Psicólogas explicam que a virtualidade não diminui o perigo da prática.
Gabrielle Ramos
No último mês, o termo “bets” ganhou ainda mais popularidade no Brasil. Derivado do verbo inglês “to bet”, que significa apostar, ele se refere às apostas esportivas online, uma prática que está em expansão no país.
Uma pesquisa do Banco Central revelou que os beneficiários do Bolsa Família destinaram cerca de R$ 3 bilhões a apostas online. Isso trouxe à tona o risco de aumento do endividamento entre as famílias de baixa renda, além dos impactos dessa prática na saúde mental dos usuários e a relação dela com o vício.
A psicóloga Ana Lígia Qualho destaca que, no ambiente online, a vulnerabilidade é potencializada pela fácil acessibilidade e rapidez das recompensas. “O jogador muitas vezes se vê preso em uma tentativa de recuperar perdas ou reviver a sensação de prazer de uma vitória, o que agrava o envolvimento patológico”, explica.
Sintomas do vício
As perdas financeiras e o endividamento decorrentes das apostas online geram um impacto emocional significativo. “Entre os efeitos mais comuns estão sintomas graves de ansiedade e depressão, como preocupação excessiva, vergonha, frustração e sentimentos recorrentes de culpa”, explica a psicóloga Roberta Rodrigues.

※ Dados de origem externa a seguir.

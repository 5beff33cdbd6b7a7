// Background refresh worker (same cycle as the original viewer's ticker
// goroutine): run the external collection command, reload the snapshot
// directory, swap the store only when the new load is non-empty.

use std::path::PathBuf;
use std::process::Stdio;
use std::sync::Arc;

use tokio::time::{Duration, interval, timeout};

use crate::stats_repo;
use crate::store::CatalogStore;

/// Store handle and shutdown for the worker.
pub struct WorkerDeps {
    pub store: Arc<CatalogStore>,
    pub shutdown_rx: tokio::sync::oneshot::Receiver<()>,
}

/// Refresh timing and collection config.
pub struct WorkerConfig {
    pub stats_dir: PathBuf,
    pub interval_secs: u64,
    /// Shell command that produces fresh snapshot files, if any.
    pub collect_command: Option<String>,
    /// Deadline for the collection command. A hung collector must not
    /// stall later refresh ticks, so the call is time-bounded.
    pub collect_timeout_secs: u64,
}

pub fn spawn(deps: WorkerDeps, config: WorkerConfig) -> tokio::task::JoinHandle<()> {
    let WorkerDeps {
        store,
        mut shutdown_rx,
    } = deps;

    tokio::spawn(async move {
        let mut tick = interval(Duration::from_secs(config.interval_secs));
        tick.set_missed_tick_behavior(tokio::time::MissedTickBehavior::Skip);
        // interval fires immediately; the initial load already happened in main
        tick.tick().await;

        loop {
            tokio::select! {
                _ = tick.tick() => {
                    refresh_once(&store, &config).await;
                }
                _ = &mut shutdown_rx => {
                    tracing::debug!("Refresh worker shutting down");
                    break;
                }
            }
        }
    })
}

/// One refresh cycle. Any failure (collection, reload, empty result)
/// leaves the previous catalog fully intact; there is no retry before the
/// next tick.
pub async fn refresh_once(store: &CatalogStore, config: &WorkerConfig) {
    if let Some(command) = &config.collect_command
        && let Err(e) = run_collect(command, config.collect_timeout_secs).await
    {
        tracing::warn!(error = %e, operation = "collect", "collection step failed; keeping previous catalog");
        return;
    }

    let dir = config.stats_dir.clone();
    let loaded = tokio::task::spawn_blocking(move || stats_repo::load_catalog(&dir)).await;

    let catalog = match loaded {
        Ok(Ok(catalog)) => catalog,
        Ok(Err(e)) => {
            tracing::warn!(error = %e, operation = "load_catalog", "refresh load failed; keeping previous catalog");
            return;
        }
        Err(e) => {
            tracing::warn!(error = %e, operation = "load_catalog", "refresh task panicked; keeping previous catalog");
            return;
        }
    };

    if catalog.is_empty() {
        tracing::warn!(
            path = %config.stats_dir.display(),
            "refresh found no snapshot files; keeping previous catalog"
        );
        return;
    }

    let snapshots = catalog.len();
    store.replace(catalog).await;
    tracing::info!(snapshots, "catalog refreshed");
}

async fn run_collect(command: &str, timeout_secs: u64) -> anyhow::Result<()> {
    let child = tokio::process::Command::new("sh")
        .arg("-c")
        .arg(command)
        .stdin(Stdio::null())
        .kill_on_drop(true)
        .status();

    let status = timeout(Duration::from_secs(timeout_secs), child)
        .await
        .map_err(|_| anyhow::anyhow!("collection command timed out after {timeout_secs}s"))??;

    anyhow::ensure!(status.success(), "collection command exited with {status}");
    Ok(())
}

Por outro lado, Ana Lígia complementa que fatores emocionais preexistentes, como a busca por alívio do estresse, fuga da realidade ou problemas emocionais não resolvidos, também podem impulsionar esse comportamento.
Além disso, Roberta explica que a dificuldade em manter relações saudáveis com familiares e amigos é comum nesses casos. Isso prejudica a dinâmica dos relacionamentos e compromete a capacidade do indivíduo de vivenciar sua afetividade de forma plena.
Tratamento
As psicólogas explicam que o primeiro passo para o tratamento é reconhecer a existência do problema. No entanto, as razões que levam alguém a apostar de forma compulsiva nem sempre são claras. Por isso, buscar ajuda profissional, como psicólogos e psiquiatras, é fundamental.

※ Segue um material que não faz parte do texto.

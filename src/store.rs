// Process-wide holder of the active Catalog.
// Readers clone an Arc under a read lock, so every query runs against one
// consistent catalog generation; the refresh worker builds the next
// Catalog entirely outside the lock and swaps it with a single write.

use std::sync::Arc;

use tokio::sync::RwLock;

use crate::models::Catalog;

pub struct CatalogStore {
    current: RwLock<Arc<Catalog>>,
}

impl CatalogStore {
    pub fn new(initial: Catalog) -> Self {
        Self {
            current: RwLock::new(Arc::new(initial)),
        }
    }

    /// The currently-active catalog. The returned Arc stays valid across
    /// later swaps; queries never see a half-replaced catalog.
    pub async fn current(&self) -> Arc<Catalog> {
        self.current.read().await.clone()
    }

    /// Publish a new catalog wholesale. The lock is held only for the
    /// pointer assignment.
    pub async fn replace(&self, catalog: Catalog) {
        *self.current.write().await = Arc::new(catalog);
    }
}

#[cfg(test)]
mod tests {
    use super::*;
    use crate::models::Snapshot;
    use chrono::NaiveDateTime;

    fn catalog_of(names: &[&str]) -> Catalog {
        Catalog::new(
            names
                .iter()
                .map(|n| Snapshot {
                    name: n.to_string(),
                    timestamp: NaiveDateTime::parse_from_str(
                        "2024-01-01 10:00:00",
                        "%Y-%m-%d %H:%M:%S",
                    )
                    .unwrap(),
                    records: vec![],
                })
                .collect(),
        )
    }

    #[tokio::test]
    async fn replace_swaps_wholesale_and_old_reference_survives() {
        let store = CatalogStore::new(catalog_of(&["a.json"]));
        let before = store.current().await;
        store.replace(catalog_of(&["b.json", "c.json"])).await;
        let after = store.current().await;

        assert_eq!(before.len(), 1);
        assert_eq!(after.len(), 2);
        assert_eq!(before.snapshots[0].name, "a.json");
    }
}
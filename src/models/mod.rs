// Domain models (ported from the original Go viewer)

mod record;
mod series;

pub use record::{Catalog, Record, Snapshot, parse_percent};
pub use series::{
    ContainerReport, ContainerSeries, ContainerSummary, DISPLAY_TIMESTAMP_FORMAT, DataPoint,
};
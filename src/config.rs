use serde::Deserialize;

#[derive(Debug, Clone, Deserialize)]
pub struct AppConfig {
    pub server: ServerConfig,
    pub stats: StatsConfig,
    pub refresh: RefreshConfig,
}

#[derive(Debug, Clone, Deserialize)]
pub struct ServerConfig {
    pub port: u16,
    pub host: String,
}

#[derive(Debug, Clone, Deserialize)]
pub struct StatsConfig {
    /// Flat directory the collector writes `*.json` snapshot files into.
    pub dir: String,
}

#[derive(Debug, Clone, Deserialize)]
pub struct RefreshConfig {
    /// How often the background worker re-collects and reloads the catalog.
    pub interval_secs: u64,
    /// Shell command that refreshes the snapshot directory; omit to only
    /// reload whatever files are already there.
    #[serde(default)]
    pub collect_command: Option<String>,
    /// Deadline for the collect command before the refresh tick is skipped.
    #[serde(default = "default_collect_timeout_secs")]
    pub collect_timeout_secs: u64,
}

fn default_collect_timeout_secs() -> u64 {
    120
}

impl AppConfig {
    pub fn load() -> anyhow::Result<Self> {
        let path = std::env::var("CONFIG_FILE").unwrap_or_else(|_| "config.toml".into());
        let s = std::fs::read_to_string(&path)?;
        Self::load_from_str(&s)
    }

    /// Parse and validate config from a string (e.g. for tests).
    pub fn load_from_str(s: &str) -> anyhow::Result<Self> {
        let config: AppConfig = toml::from_str(s)?;
        config.validate()?;
        Ok(config)
    }

    fn validate(&self) -> anyhow::Result<()> {
        anyhow::ensure!(
            self.server.port > 0,
            "server.port must be between 1 and 65535, got {}",
            self.server.port
        );
        anyhow::ensure!(!self.stats.dir.is_empty(), "stats.dir must be non-empty");
        anyhow::ensure!(
            self.refresh.interval_secs > 0,
            "refresh.interval_secs must be > 0, got {}",
            self.refresh.interval_secs
        );
        anyhow::ensure!(
            self.refresh.collect_timeout_secs > 0,
            "refresh.collect_timeout_secs must be > 0, got {}",
            self.refresh.collect_timeout_secs
        );
        if let Some(cmd) = &self.refresh.collect_command {
            anyhow::ensure!(
                !cmd.trim().is_empty(),
                "refresh.collect_command must be non-empty when set"
            );
        }
        Ok(())
    }
}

O tratamento busca conscientizar o indivíduo sobre os sentimentos e experiências associados ao ato de apostar. “A proposta é que, aos poucos, a pessoa seja capaz de construir alternativas que realmente favoreçam seu bem-estar e que ofereçam alívio genuíno para suas questões psicológicas”, afirma Roberta.

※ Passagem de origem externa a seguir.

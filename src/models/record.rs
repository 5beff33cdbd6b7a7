// Raw snapshot models: one record per `docker stats --format json` line

use chrono::NaiveDateTime;
use serde::{Deserialize, Serialize};

/// One container's readings at one instant, exactly as the collector wrote
/// them. All fields are raw strings; percentages keep their trailing `%`.
#[derive(Debug, Clone, Default, PartialEq, Eq, Serialize, Deserialize)]
pub struct Record {
    #[serde(rename = "ID")]
    pub id: String,
    #[serde(rename = "Name", default)]
    pub name: String,
    #[serde(rename = "Container", default)]
    pub container: String,
    #[serde(rename = "CPUPerc", default)]
    pub cpu_perc: String,
    #[serde(rename = "MemPerc", default)]
    pub mem_perc: String,
    #[serde(rename = "MemUsage", default)]
    pub mem_usage: String,
    #[serde(rename = "NetIO", default)]
    pub net_io: String,
    #[serde(rename = "BlockIO", default)]
    pub block_io: String,
    #[serde(rename = "PIDs", default)]
    pub pids: String,
}

impl Record {
    /// CPU percentage as a number; malformed text reads as 0.0 (the raw
    /// string stays available either way).
    pub fn cpu_percent(&self) -> f64 {
        parse_percent(&self.cpu_perc)
    }

    /// Memory percentage as a number; malformed text reads as 0.0.
    pub fn mem_percent(&self) -> f64 {
        parse_percent(&self.mem_perc)
    }
}

/// Strip a trailing `%` and parse; anything unparseable is 0.0.
pub fn parse_percent(s: &str) -> f64 {
    s.trim().trim_end_matches('%').parse::<f64>().unwrap_or(0.0)
}

/// One parsed snapshot file: all containers' records at one instant.
/// Records keep file order (not sorted by any field).
#[derive(Debug, Clone, PartialEq)]
pub struct Snapshot {
    pub name: String,
    pub timestamp: NaiveDateTime,
    pub records: Vec<Record>,
}

/// All currently-loaded snapshots, sorted by timestamp descending
/// (newest first). Contains only files that parsed whole; a structurally
/// invalid file is never partially included.
#[derive(Debug, Clone, Default, PartialEq)]
pub struct Catalog {
    pub snapshots: Vec<Snapshot>,
}

impl Catalog {
    pub fn new(mut snapshots: Vec<Snapshot>) -> Self {
        snapshots.sort_by(|a, b| b.timestamp.cmp(&a.timestamp));
        Self { snapshots }
    }

    pub fn is_empty(&self) -> bool {
        self.snapshots.is_empty()
    }

    pub fn len(&self) -> usize {
        self.snapshots.len()
    }

    pub fn get(&self, index: usize) -> Option<&Snapshot> {
        self.snapshots.get(index)
    }
}

#[cfg(test)]
mod tests {
    use super::*;

    #[test]
    fn parse_percent_strips_suffix() {
        assert_eq!(parse_percent("12.50%"), 12.5);
        assert_eq!(parse_percent("0.00%"), 0.0);
        assert_eq!(parse_percent(" 3.7% "), 3.7);
    }

    #[test]
    fn parse_percent_malformed_is_zero() {
        assert_eq!(parse_percent(""), 0.0);
        assert_eq!(parse_percent("--"), 0.0);
        assert_eq!(parse_percent("N/A"), 0.0);
    }

    #[test]
    fn record_deserializes_docker_stats_line() {
        let line = r#"{"BlockIO":"1MB / 2MB","CPUPerc":"0.15%","Container":"abc123","ID":"abc123","MemPerc":"1.20%","MemUsage":"10MiB / 1GiB","Name":"web","NetIO":"5kB / 3kB","PIDs":"12"}"#;
        let r: Record = serde_json::from_str(line).unwrap();
        assert_eq!(r.id, "abc123");
        assert_eq!(r.name, "web");
        assert_eq!(r.cpu_percent(), 0.15);
        assert_eq!(r.mem_percent(), 1.2);
        assert_eq!(r.pids, "12");
    }

    #[test]
    fn catalog_new_sorts_newest_first() {
        let ts = |s| NaiveDateTime::parse_from_str(s, "%Y-%m-%d %H:%M:%S").unwrap();
        let snap = |name: &str, t| Snapshot {
            name: name.to_string(),
            timestamp: t,
            records: vec![],
        };
        let catalog = Catalog::new(vec![
            snap("old", ts("2024-01-01 10:00:00")),
            snap("new", ts("2024-01-01 12:00:00")),
            snap("mid", ts("2024-01-01 11:00:00")),
        ]);
        let names: Vec<&str> = catalog.snapshots.iter().map(|s| s.name.as_str()).collect();
        assert_eq!(names, ["new", "mid", "old"]);
    }
}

Ana acrescenta que participar de grupos de apoio, contar com o apoio da família e estabelecer limites financeiros rígidos, como bloquear o acesso fácil a dinheiro, são medidas que podem prevenir recaídas.
Papel do governo
A regulamentação e a fiscalização permitem maior controle sobre quais plataformas de apostas estarão disponíveis e estabelecem critérios para as propagandas que incentivam esse comportamento. “Isso é particularmente importante para aqueles que já enfrentam desafios financeiros”, afirma Ana.
Apesar disso, apenas alertar o usuário sobre esses riscos ou limitar o número de apostas é insuficiente para combater o vício. “Isso ocorre porque falta um entendimento mais profundo sobre os motivos que levam um indivíduo a apostar de forma compulsiva”, explica Roberta.
Ela enfatiza que não há uma quantidade de apostas considerada “segura” que possa garantir a ausência de danos, uma vez que cada pessoa reage de maneira diferente. Isso torna mais difícil encontrar uma solução generalizada.
A psicóloga Ana também observa que, mesmo com a fiscalização e regulamentação, não há garantia de que as pessoas não busquem alternativas de acesso por meio de outros meios de pagamento. “Por conta da dependência dos jogos de apostas, as pessoas sempre tentarão apostar de alguma forma”, garante.
É por isso que, na visão da profissional, essas medidas precisam ser combinadas com políticas de conscientização pública e um acompanhamento próximo da saúde mental desses indivíduos.